Al-Quran mempunyai dua dimensi: abstrak dan konkrit. Keduanya merupakan elemen integral yang tidak dapat dipisahkan, laksana satu cahaya utuh yang memancar dari sisi Allah Swt. Ia mengutus Al Quran Aini (factual) dan sekaligus menurunkan al Quran ilmi (konseptual). Ke duanya dianugerahkan bukan untuk menegakkan keadilan semata, namun demi mengeluarkan manusia dari kegelapan ke cahaya benderang. Marilah kita cari benang merah dan titik temu yang menghubungkan antara kedua Al Qur’an tersebut melalui uraian di bawah.
Al-Quran Konseptual
Al-Quran Konseptual
Al-Qur’an adalah kitab yang memuat firman Allah Swt. Di dalamnya Allah menampakkan diri-Nya di hadapan mata hati hamba-hambaNya.
Sejak di turunkan dari sumber ilmu Allah hingga di terima oleh Rasulullah, ia senantiasa diliputi kebenaran, aman dari segala bentuk kesesatan, kebatilan,dan kepalsuan.
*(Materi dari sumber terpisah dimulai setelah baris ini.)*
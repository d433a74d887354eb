//! Normalizer — maps any partial field object onto a fully populated
//! `ParsedJob`. Pure and infallible: wrong-typed fields count as absent.

use chrono::{Datelike, NaiveDate};
use serde_json::{Map, Value};

use crate::parsing::parsed_job::{JobType, ParsedJob, DEFAULT_CLIENT_NAME, DEFAULT_NOTES};

const NUMERIC_DATE_FORMATS: &[&str] = &["%Y-%m-%d", "%Y/%m/%d", "%m/%d/%Y"];
const WRITTEN_DATE_FORMATS: &[&str] = &["%B %d %Y", "%d %B %Y"];

pub fn normalize(fields: &Map<String, Value>) -> ParsedJob {
    ParsedJob {
        client_name: string_field(fields, "client_name")
            .unwrap_or_else(|| DEFAULT_CLIENT_NAME.to_string()),
        client_email: string_field(fields, "client_email").unwrap_or_default(),
        client_company: string_field(fields, "client_company").unwrap_or_default(),
        job_type: string_field(fields, "type")
            .map(|label| JobType::from_label(&label))
            .unwrap_or_default(),
        description: string_field(fields, "description").unwrap_or_default(),
        source_language: string_field(fields, "source_language"),
        target_language: string_field(fields, "target_language"),
        word_count: count_field(fields, "word_count"),
        rate_per_word: number_field(fields, "rate_per_word"),
        duration_hours: number_field(fields, "duration_hours"),
        rate_per_hour: number_field(fields, "rate_per_hour"),
        deadline: string_field(fields, "deadline").and_then(|d| normalize_date(&d)),
        notes: string_field(fields, "notes").unwrap_or_else(|| DEFAULT_NOTES.to_string()),
    }
}

/// Normalizes a loosely written date to `YYYY-MM-DD`.
///
/// Accepts ISO, `YYYY/MM/DD`, US `MM/DD/YYYY`, and written dates such as
/// `March 15, 2025`, `15th Mar 2025` or `Sept 3 2024`. Returns `None` for
/// anything that is not a real calendar date.
pub fn normalize_date(raw: &str) -> Option<String> {
    let raw = raw.trim();
    // Timestamps: keep the date part.
    let raw = match raw.split(['T', ' ']).next() {
        Some(head) if head.len() == 10 && head.contains('-') => head,
        _ => raw,
    };

    let numeric = NUMERIC_DATE_FORMATS
        .iter()
        .find_map(|fmt| NaiveDate::parse_from_str(raw, fmt).ok());
    if let Some(date) = numeric {
        return iso_date(date);
    }

    let cleaned = raw
        .replace([',', '.'], " ")
        .split_whitespace()
        .map(clean_date_token)
        .collect::<Vec<_>>()
        .join(" ");

    WRITTEN_DATE_FORMATS
        .iter()
        .find_map(|fmt| NaiveDate::parse_from_str(&cleaned, fmt).ok())
        .and_then(iso_date)
}

/// Year 0 and earlier have no `DATE` counterpart in the jobs table.
fn iso_date(date: NaiveDate) -> Option<String> {
    (date.year() >= 1).then(|| date.format("%Y-%m-%d").to_string())
}

/// Drops ordinal suffixes (`15th` → `15`) and maps `Sept` to `Sep`.
fn clean_date_token(token: &str) -> String {
    let lower = token.to_lowercase();
    if lower == "sept" {
        return "Sep".to_string();
    }
    for suffix in ["st", "nd", "rd", "th"] {
        if let Some(number) = lower.strip_suffix(suffix) {
            if !number.is_empty() && number.chars().all(|c| c.is_ascii_digit()) {
                return number.to_string();
            }
        }
    }
    token.to_string()
}

/// Looks up `key`, falling back to its camelCase spelling.
fn lookup<'a>(fields: &'a Map<String, Value>, key: &str) -> Option<&'a Value> {
    fields.get(key).or_else(|| fields.get(&snake_to_camel(key)))
}

fn snake_to_camel(key: &str) -> String {
    let mut out = String::with_capacity(key.len());
    let mut upper = false;
    for c in key.chars() {
        if c == '_' {
            upper = true;
        } else if upper {
            out.extend(c.to_uppercase());
            upper = false;
        } else {
            out.push(c);
        }
    }
    out
}

fn string_field(fields: &Map<String, Value>, key: &str) -> Option<String> {
    match lookup(fields, key)? {
        Value::String(s) => {
            let trimmed = s.trim();
            (!trimmed.is_empty()).then(|| trimmed.to_string())
        }
        _ => None,
    }
}

/// Finite, non-negative number. Numeric strings are accepted.
fn number_field(fields: &Map<String, Value>, key: &str) -> Option<f64> {
    let value = match lookup(fields, key)? {
        Value::Number(n) => n.as_f64()?,
        Value::String(s) => s.trim().parse::<f64>().ok()?,
        _ => return None,
    };
    (value.is_finite() && value >= 0.0).then_some(value)
}

fn count_field(fields: &Map<String, Value>, key: &str) -> Option<u64> {
    if let Some(Value::Number(n)) = lookup(fields, key) {
        if let Some(count) = n.as_u64() {
            return Some(count);
        }
    }
    let value = number_field(fields, key)?;
    (value.fract() == 0.0 && value <= u64::MAX as f64).then_some(value as u64)
}

#[cfg(test)]
mod tests {
    use super::*;
    use serde_json::json;

    fn object(value: Value) -> Map<String, Value> {
        match value {
            Value::Object(map) => map,
            other => panic!("expected object, got {other}"),
        }
    }

    fn round_trip(job: &ParsedJob) -> ParsedJob {
        normalize(&object(serde_json::to_value(job).unwrap()))
    }

    #[test]
    fn test_empty_object_is_fully_defaulted() {
        let job = normalize(&Map::new());
        assert_eq!(job, ParsedJob::default());
        assert_eq!(job.client_name, "Unknown Client");
        assert_eq!(job.job_type, JobType::Translation);
    }

    #[test]
    fn test_wrong_types_are_absent() {
        let job = normalize(&object(json!({
            "client_name": 42,
            "client_email": ["a@b.com"],
            "type": true,
            "word_count": "lots",
            "rate_per_word": {"amount": 0.1},
            "duration_hours": null,
            "deadline": 20240501,
            "notes": "   "
        })));
        assert_eq!(job, ParsedJob::default());
    }

    #[test]
    fn test_values_are_kept_and_trimmed() {
        let job = normalize(&object(json!({
            "client_name": "  Ana Silva ",
            "client_email": "ana@studio.pt",
            "client_company": "Studio Lda",
            "type": "Interpreting",
            "description": "Conference, two days",
            "source_language": "Portuguese",
            "target_language": "English",
            "word_count": 1200,
            "rate_per_word": 0.1,
            "duration_hours": "16",
            "rate_per_hour": 70,
            "deadline": "May 1, 2024",
            "notes": "Booth for two"
        })));
        assert_eq!(job.client_name, "Ana Silva");
        assert_eq!(job.job_type, JobType::Interpreting);
        assert_eq!(job.word_count, Some(1200));
        assert_eq!(job.rate_per_word, Some(0.1));
        assert_eq!(job.duration_hours, Some(16.0));
        assert_eq!(job.rate_per_hour, Some(70.0));
        assert_eq!(job.deadline.as_deref(), Some("2024-05-01"));
        assert_eq!(job.notes, "Booth for two");
    }

    #[test]
    fn test_camel_case_keys_are_accepted() {
        let job = normalize(&object(json!({
            "clientName": "Lee",
            "wordCount": 300,
            "ratePerHour": 55.5
        })));
        assert_eq!(job.client_name, "Lee");
        assert_eq!(job.word_count, Some(300));
        assert_eq!(job.rate_per_hour, Some(55.5));
    }

    #[test]
    fn test_unknown_type_label_is_translation() {
        let job = normalize(&object(json!({"type": "transcreation"})));
        assert_eq!(job.job_type, JobType::Translation);
    }

    #[test]
    fn test_negative_and_fractional_counts_are_absent() {
        let job = normalize(&object(json!({
            "word_count": 12.5,
            "rate_per_word": -0.1
        })));
        assert_eq!(job.word_count, None);
        assert_eq!(job.rate_per_word, None);

        let job = normalize(&object(json!({"word_count": 300.0})));
        assert_eq!(job.word_count, Some(300));
    }

    #[test]
    fn test_normalize_is_idempotent() {
        let inputs = [
            json!({}),
            json!({"client_name": "X", "client_email": "x@y.io", "word_count": "2,000"}),
            json!({
                "client_name": " Jane Doe ",
                "type": "interpreter",
                "rate_per_word": 0.12,
                "duration_hours": 2.25,
                "deadline": "06/12/2024",
                "source_language": "French"
            }),
        ];
        for input in inputs {
            let once = normalize(&object(input));
            assert_eq!(round_trip(&once), once);
        }
    }

    #[test]
    fn test_normalize_date_formats() {
        assert_eq!(normalize_date("2024-05-01").as_deref(), Some("2024-05-01"));
        assert_eq!(normalize_date("2024-05-01T17:00:00Z").as_deref(), Some("2024-05-01"));
        assert_eq!(normalize_date("2024/5/1").as_deref(), Some("2024-05-01"));
        assert_eq!(normalize_date("06/12/2024").as_deref(), Some("2024-06-12"));
        assert_eq!(normalize_date("March 15, 2025").as_deref(), Some("2025-03-15"));
        assert_eq!(normalize_date("15th Mar 2025").as_deref(), Some("2025-03-15"));
        assert_eq!(normalize_date("Sept. 3, 2024").as_deref(), Some("2024-09-03"));
        assert_eq!(normalize_date("2024-13-45"), None);
        assert_eq!(normalize_date("next Friday"), None);
        assert_eq!(normalize_date(""), None);
    }

    #[test]
    fn test_normalize_date_rejects_year_zero() {
        assert_eq!(normalize_date("12/31/0000"), None);
        assert_eq!(normalize_date("0000-01-01"), None);
        assert_eq!(normalize_date("1 Jan 0000"), None);
        assert_eq!(normalize_date("12/31/0001").as_deref(), Some("0001-12-31"));
    }
}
Ia selalu berada dalam pengawasan, sebagaimana di tegaskan dalam ayat 26-28, surah Al-jin : “ yang mengetahui yang ghoib, maka Dia tidak memperlihatkan kepada seorangpun tenteng yang ghoib itu kecuali kepada rasul-rasul yang diridhoi-Nya, maka sesungguhnya dia mengadakan penjagaan-penjagaan di muka bumi dan di belakangnya. Supaya Dia mengetahui bahwa sesungguhnya rasul-rasul itu telah menyampaikan risalah-risalah Tuhannya, sedang(sebenarnya) ilmu-Nya meliputi apa yang ada pada mereka dan menghitung segala sesuatu satu persatu.” (QS 72:26-28)
Ketika ditanya tentang al Quran oleh Rayyan bin Shalt, imam Ali ar-Ridha as berkata :”ia adalah alam Allah, janganlah kamu melampauinya dan jangan meminta petunjuk kepada selainnya, yang akan membuatmu sesat. Ia melalui sabdanya di atas, hendak menegaskan bahwa al-Quran merupakan sumber tunggal petunjuk kebenderangan, dan bahwa ia adalah jalan menuju kebahagiaan surgawi yang abadi dan jaminan keselamatan dari kesengsaraan, sebagai mana beliau sabdakan dalam riwayat lain yang berbunyi: “Ia adalah tali Allah yang kokoh, pegangan yang kuat dan jalan-Nya yang utama yang dapat menyampaikan ke surga dan menyelamatkan dari api neraka.
Keabadian Al-Quran
Selain merupakan penjelmaan dari zat Allah yang maha hidup, al-Quran menjadi abadi karena kesesuaiannya dengan fitrah manusia. Fitrah manusia yang selalu mencari kebenaran. Petunjuk Allah untuk manusia senantiasa mengalir tak terputus dan abadi. Keabadiannya sudah merupakan “ sunnatullah” yang tak akan pernah berubah. Hal ini ditegaskan oleh al-Quran : (mereka kami utus) selaku rasul rasul pembawa berita gembira dan pemberi peringatan agar tidak ada alasan bagi manusia membantah Allah sesudah diutusnya rosul rosul itu. Dan Allah adalah maha perkasa dan maha bijaksana. (QS 4: 165).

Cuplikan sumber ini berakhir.